use std::io;

use tokio::io::{AsyncRead, AsyncReadExt};

use crate::{Deserialize, LEN_TYPE_SIZE, LenType, MAX_FRAME_LEN};

/// The receiving end handle of the communication.
pub struct OnoReceiver<R: AsyncRead + Unpin> {
    rx: R,
    buf: Vec<u8>,
}

impl<R: AsyncRead + Unpin> OnoReceiver<R> {
    /// Creates a new `OnoReceiver` instance.
    ///
    /// # Arguments
    /// * `rx` - The underlying reader.
    pub(super) fn new(rx: R) -> Self {
        Self {
            rx,
            buf: Vec::new(),
        }
    }

    /// Waits to receive a new message from the inner receiver.
    ///
    /// The frame body is read into an internal buffer that is reused between calls.
    ///
    /// # Returns
    /// A result object that returns `T` on success or `io::Error` on failure.
    pub async fn recv<T: Deserialize>(&mut self) -> io::Result<T> {
        let mut size_buf = [0; LEN_TYPE_SIZE];
        self.rx.read_exact(&mut size_buf).await?;
        let len = LenType::from_be_bytes(size_buf) as usize;

        if len > MAX_FRAME_LEN {
            return Err(io::Error::new(
                io::ErrorKind::InvalidData,
                format!("frame of {len} bytes exceeds the {MAX_FRAME_LEN} bytes limit"),
            ));
        }

        self.buf.resize(len, 0);
        self.rx.read_exact(&mut self.buf).await?;
        T::deserialize(&self.buf)
    }
}
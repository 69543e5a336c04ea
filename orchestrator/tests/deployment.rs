use std::path::{Path, PathBuf};

use orchestrator::{ScriptProvisioner, configs::OrchestratorConfig};

fn repo_root() -> PathBuf {
    Path::new(env!("CARGO_MANIFEST_DIR")).join("..")
}

#[test]
fn shipped_config_loads_and_points_at_existing_scripts() {
    let root = repo_root();
    let config = OrchestratorConfig::load(&root.join("configs/orchestrator.json")).unwrap();

    let allocator = config.allocator_config();
    assert_eq!(allocator.capacity, 2);
    assert_eq!(allocator.node_address, "{node}:8080");

    let provisioner = ScriptProvisioner::new(
        root.join(&config.orchestrator.run_edge_path),
        root.join(&config.orchestrator.kill_edge_path),
    );
    provisioner.check().unwrap();
}
use std::io;

/// Types that can be rebuilt from the body of a received frame.
pub trait Deserialize: Sized {
    fn deserialize(buf: &[u8]) -> io::Result<Self>;
}
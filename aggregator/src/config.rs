//! JSON configuration of an edge or root node.

use std::{
    error::Error,
    fmt, fs, io,
    path::{Path, PathBuf},
};

use serde::Deserialize;

use crate::RoundConfig;

/// Failures while loading a node configuration.
#[derive(Debug)]
pub enum ConfigErr {
    Read { path: PathBuf, source: io::Error },
    Parse { path: PathBuf, source: serde_json::Error },
    /// The file parsed but describes an unusable node.
    Invalid(String),
}

impl fmt::Display for ConfigErr {
    fn fmt(&self, f: &mut fmt::Formatter<'_>) -> fmt::Result {
        match self {
            Self::Read { path, source } => write!(f, "cannot read {}: {source}", path.display()),
            Self::Parse { path, source } => {
                write!(f, "cannot parse {}: {source}", path.display())
            }
            Self::Invalid(msg) => write!(f, "invalid config: {msg}"),
        }
    }
}

impl Error for ConfigErr {
    fn source(&self) -> Option<&(dyn Error + 'static)> {
        match self {
            Self::Read { source, .. } => Some(source),
            Self::Parse { source, .. } => Some(source),
            Self::Invalid(_) => None,
        }
    }
}

impl From<ConfigErr> for io::Error {
    fn from(value: ConfigErr) -> Self {
        match value {
            ConfigErr::Read { source, .. } => source,
            other => io::Error::new(io::ErrorKind::InvalidInput, other),
        }
    }
}

#[derive(Debug, Clone, Deserialize, PartialEq, Eq)]
pub struct NetworkConfig {
    pub ip: String,
    pub port: u16,
}

impl NetworkConfig {
    /// Returns the `ip:port` pair as a connectable address.
    pub fn addr(&self) -> String {
        format!("{}:{}", self.ip, self.port)
    }
}

#[derive(Debug, Clone, Deserialize)]
#[serde(default)]
pub struct RoundsConfig {
    pub num_rounds: u64,
}

impl Default for RoundsConfig {
    fn default() -> Self {
        Self { num_rounds: 1 }
    }
}

#[derive(Debug, Clone, Deserialize)]
#[serde(default)]
pub struct FedAvgConfig {
    pub min_fit_clients: usize,
    pub min_available_clients: usize,
    pub min_evaluate_clients: usize,
    pub fraction_fit: f64,
    pub fraction_evaluate: f64,
    pub seed: Option<u64>,
}

impl Default for FedAvgConfig {
    fn default() -> Self {
        Self {
            min_fit_clients: 1,
            min_available_clients: 1,
            min_evaluate_clients: 1,
            fraction_fit: 1.0,
            fraction_evaluate: 1.0,
            seed: None,
        }
    }
}

#[derive(Debug, Clone, Deserialize)]
#[serde(default)]
pub struct ModelConfig {
    pub save_path: PathBuf,
    pub initial_checkpoint: Option<PathBuf>,
}

impl Default for ModelConfig {
    fn default() -> Self {
        Self {
            save_path: PathBuf::from("models"),
            initial_checkpoint: None,
        }
    }
}

#[derive(Debug, Clone, Deserialize)]
#[serde(default)]
pub struct LoggingConfig {
    pub log_path: PathBuf,
}

impl Default for LoggingConfig {
    fn default() -> Self {
        Self {
            log_path: PathBuf::from("logs"),
        }
    }
}

/// The configuration of an edge or root node.
#[derive(Debug, Clone, Deserialize)]
pub struct NodeConfig {
    pub network: NetworkConfig,
    /// Where an edge node serves its aggregate to, absent on the root.
    #[serde(default)]
    pub upstream: Option<NetworkConfig>,
    #[serde(default)]
    pub config: RoundsConfig,
    #[serde(default)]
    pub fed_avg: FedAvgConfig,
    #[serde(default)]
    pub model: ModelConfig,
    #[serde(default)]
    pub logging: LoggingConfig,
}

impl NodeConfig {
    /// Reads and validates the configuration at `path`.
    pub fn load(path: &Path) -> Result<Self, ConfigErr> {
        let text = fs::read_to_string(path).map_err(|source| ConfigErr::Read {
            path: path.to_path_buf(),
            source,
        })?;

        let config: Self = serde_json::from_str(&text).map_err(|source| ConfigErr::Parse {
            path: path.to_path_buf(),
            source,
        })?;

        config.validate()?;
        Ok(config)
    }

    fn validate(&self) -> Result<(), ConfigErr> {
        let fed_avg = &self.fed_avg;

        if self.config.num_rounds == 0 {
            return Err(ConfigErr::Invalid("num_rounds must be greater than 0".into()));
        }

        if fed_avg.min_available_clients == 0 {
            return Err(ConfigErr::Invalid(
                "min_available_clients must be greater than 0".into(),
            ));
        }

        for (name, fraction) in [
            ("fraction_fit", fed_avg.fraction_fit),
            ("fraction_evaluate", fed_avg.fraction_evaluate),
        ] {
            if !(0.0..=1.0).contains(&fraction) {
                return Err(ConfigErr::Invalid(format!(
                    "{name} ({fraction}) must be within [0, 1]"
                )));
            }
        }

        if fed_avg.min_fit_clients > fed_avg.min_available_clients {
            return Err(ConfigErr::Invalid(format!(
                "min_fit_clients ({}) cannot exceed min_available_clients ({})",
                fed_avg.min_fit_clients, fed_avg.min_available_clients
            )));
        }

        if fed_avg.min_evaluate_clients > fed_avg.min_available_clients {
            return Err(ConfigErr::Invalid(format!(
                "min_evaluate_clients ({}) cannot exceed min_available_clients ({})",
                fed_avg.min_evaluate_clients, fed_avg.min_available_clients
            )));
        }

        Ok(())
    }

    /// Returns the round settings of the driver.
    pub fn round_config(&self) -> RoundConfig {
        RoundConfig {
            num_rounds: self.config.num_rounds,
            min_fit_clients: self.fed_avg.min_fit_clients,
            min_evaluate_clients: self.fed_avg.min_evaluate_clients,
            min_available_clients: self.fed_avg.min_available_clients,
            fraction_fit: self.fed_avg.fraction_fit,
            fraction_evaluate: self.fed_avg.fraction_evaluate,
            seed: self.fed_avg.seed,
        }
    }
}
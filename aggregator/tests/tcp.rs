use aggregator::{
    Client, EvaluateRes, FedAvg, FitRes, RemoteClient, RoundConfig, RoundDriver, Tier,
    client::ClientResult, serve,
};
use comms::Parameters;
use ndarray::array;
use tokio::net::{TcpListener, TcpStream};

/// A leaf that always answers with the same vector.
struct Constant {
    params: Parameters,
    samples: u64,
}

#[async_trait::async_trait]
impl Client for Constant {
    fn id(&self) -> &str {
        "constant"
    }

    async fn get_parameters(&mut self) -> ClientResult<Parameters> {
        Ok(self.params.clone())
    }

    async fn fit(&mut self, _round: u64, _params: Parameters) -> ClientResult<FitRes> {
        Ok(FitRes {
            params: self.params.clone(),
            samples: self.samples,
        })
    }

    async fn evaluate(
        &mut self,
        _round: u64,
        _params: Parameters,
    ) -> ClientResult<Option<EvaluateRes>> {
        Ok(Some(EvaluateRes {
            loss: 0.75,
            samples: self.samples,
        }))
    }
}

#[tokio::test(flavor = "multi_thread")]
async fn leaves_connected_over_tcp_are_averaged() {
    let root = tempfile::tempdir().unwrap();
    let list = TcpListener::bind("127.0.0.1:0").await.unwrap();
    let addr = list.local_addr().unwrap();

    let leaves: Vec<_> = [(1.0, 1), (4.0, 2)]
        .into_iter()
        .map(|(value, samples)| {
            tokio::spawn(async move {
                let stream = TcpStream::connect(addr).await.unwrap();
                let (rx, tx) = stream.into_split();
                let (rx, tx) = comms::channel(rx, tx);

                let mut leaf = Constant {
                    params: vec![array![[value, -value]].into_dyn()],
                    samples,
                };
                serve(&mut leaf, rx, tx).await.unwrap();
            })
        })
        .collect();

    let fedavg = FedAvg::open(
        Tier::Root,
        "root",
        &root.path().join("models"),
        &root.path().join("logs"),
    )
    .unwrap();

    let config = RoundConfig {
        num_rounds: 2,
        min_available_clients: 2,
        ..Default::default()
    };
    let mut driver = RoundDriver::new(fedavg, config);

    while driver.available() < 2 {
        let (stream, peer) = list.accept().await.unwrap();
        let (rx, tx) = stream.into_split();
        let (rx, tx) = comms::channel(rx, tx);
        driver.add_client(Box::new(RemoteClient::new(peer.to_string(), rx, tx)));
    }

    let params = driver.run().await.unwrap();
    assert_eq!(params, vec![array![[3.0, -3.0]].into_dyn()]);

    for leaf in leaves {
        leaf.await.unwrap();
    }

    let fedavg = driver.into_strategy();
    assert!(fedavg.checkpoints().path_for(1).exists());
    assert!(fedavg.checkpoints().path_for(2).exists());
}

- - - -

— What is needed —
Write out exactly the lines from the start of the material through the line with "impl<R: AsyncRead +". No other output is expected.

— Result —
use std::io;

use tokio::io::{AsyncRead, AsyncReadExt};

use crate::{Deserialize, LEN_TYPE_SIZE, LenType, MAX_FRAME_LEN};

/// The receiving end handle of the communication.
pub struct OnoReceiver<R: AsyncRead + Unpin> {
    rx: R,
    buf: Vec<u8>,
}

impl<R: AsyncRead + Unpin> OnoReceiver<R> {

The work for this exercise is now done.